[Source records Boundary: Start]

//! HTTP endpoint handlers. Thin wrappers over `DailyService`.

use std::sync::Arc;

use axum::{
  extract::{Path, Request, State},
  http::StatusCode,
  middleware::Next,
  response::{IntoResponse, Response},
  Json,
};
use chrono::Utc;
use tracing::{error, info, instrument, warn};

use crate::daily::DailyService;
use crate::error::BotError;
use crate::protocol::{ErrorOut, HealthOut, PublishOut};

impl IntoResponse for BotError {
  fn into_response(self) -> Response {
    let status = match self.root() {
      BotError::UnknownStream(_) => StatusCode::NOT_FOUND,
      _ => StatusCode::INTERNAL_SERVER_ERROR,
    };
    if status.is_server_error() {
      error!(target: "boardwhite", error = %self, "Admin request failed");
    }
    (status, Json(ErrorOut { error: self.to_string() })).into_response()
  }
}

pub const ADMIN_TOKEN_HEADER: &str = "x-admin-token";

/// Reject requests whose `x-admin-token` does not equal the configured secret.
pub async fn require_admin_token(State(token): State<String>, req: Request, next: Next) -> Response {
  let presented = req.headers().get(ADMIN_TOKEN_HEADER).and_then(|v| v.to_str().ok());
  if presented != Some(token.as_str()) {
    warn!(target: "boardwhite", path = %req.uri().path(), "Admin request without valid token");
    let body = ErrorOut { error: format!("missing or invalid {ADMIN_TOKEN_HEADER}") };
    return (StatusCode::UNAUTHORIZED, Json(body)).into_response();
  }
  next.run(req).await
}

#[instrument(level = "info", skip(service))]
pub async fn http_health(State(service): State<Arc<DailyService>>) -> impl IntoResponse {
  let streams = service.streams().iter().map(|s| s.name.clone()).collect();
  Json(HealthOut { ok: true, streams })
}

#[instrument(level = "info", skip(service))]
pub async fn http_get_stream(
  State(service): State<Arc<DailyService>>,
  Path(name): Path<String>,
) -> Result<impl IntoResponse, BotError> {
  let stream = service.stream(&name)?.clone();
  let status = service.status(&stream).await?;
  Ok(Json(status))
}

#[instrument(level = "info", skip(service))]
pub async fn http_post_publish(
  State(service): State<Arc<DailyService>>,
  Path(name): Path<String>,
) -> Result<impl IntoResponse, BotError> {
  let stream = service.stream(&name)?.clone();
  let published = service.publish_daily(&stream, Utc::now()).await?;
  info!(target: "daily", stream = %name, message_id = published.message_id, "HTTP publish served");
  Ok(Json(PublishOut { stream: name, message_id: published.message_id, day_idx: published.day_idx }))
}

[Source records Boundary: End]

__Assignment__
Please output the listing in full, exactly as it was given above.

__Solved exercise__
//! HTTP endpoint handlers. Thin wrappers over `DailyService`.

use std::sync::Arc;

use axum::{
  extract::{Path, Request, State},
  http::StatusCode,
  middleware::Next,
  response::{IntoResponse, Response},
  Json,
};
use chrono::Utc;
use tracing::{error, info, instrument, warn};

use crate::daily::DailyService;
use crate::error::BotError;
use crate::protocol::{ErrorOut, HealthOut, PublishOut};

impl IntoResponse for BotError {
  fn into_response(self) -> Response {
    let status = match self.root() {
      BotError::UnknownStream(_) => StatusCode::NOT_FOUND,
      _ => StatusCode::INTERNAL_SERVER_ERROR,
    };
    if status.is_server_error() {
      error!(target: "boardwhite", error = %self, "Admin request failed");
    }
    (status, Json(ErrorOut { error: self.to_string() })).into_response()
  }
}

pub const ADMIN_TOKEN_HEADER: &str = "x-admin-token";

/// Reject requests whose `x-admin-token` does not equal the configured secret.
pub async fn require_admin_token(State(token): State<String>, req: Request, next: Next) -> Response {
  let presented = req.headers().get(ADMIN_TOKEN_HEADER).and_then(|v| v.to_str().ok());
  if presented != Some(token.as_str()) {
    warn!(target: "boardwhite", path = %req.uri().path(), "Admin request without valid token");
    let body = ErrorOut { error: format!("missing or invalid {ADMIN_TOKEN_HEADER}") };
    return (StatusCode::UNAUTHORIZED, Json(body)).into_response();
  }
  next.run(req).await
}

#[instrument(level = "info", skip(service))]
pub async fn http_health(State(service): State<Arc<DailyService>>) -> impl IntoResponse {
  let streams = service.streams().iter().map(|s| s.name.clone()).collect();
  Json(HealthOut { ok: true, streams })
}

#[instrument(level = "info", skip(service))]
pub async fn http_get_stream(
  State(service): State<Arc<DailyService>>,
  Path(name): Path<String>,
) -> Result<impl IntoResponse, BotError> {
  let stream = service.stream(&name)?.clone();
  let status = service.status(&stream).await?;
  Ok(Json(status))
}

#[instrument(level = "info", skip(service))]
pub async fn http_post_publish(
  State(service): State<Arc<DailyService>>,
  Path(name): Path<String>,
) -> Result<impl IntoResponse, BotError> {
  let stream = service.stream(&name)?.clone();
  let published = service.publish_daily(&stream, Utc::now()).await?;
  info!(target: "daily", stream = %name, message_id = published.message_id, "HTTP publish served");
  Ok(Json(PublishOut { stream: name, message_id: published.message_id, day_idx: published.day_idx }))
}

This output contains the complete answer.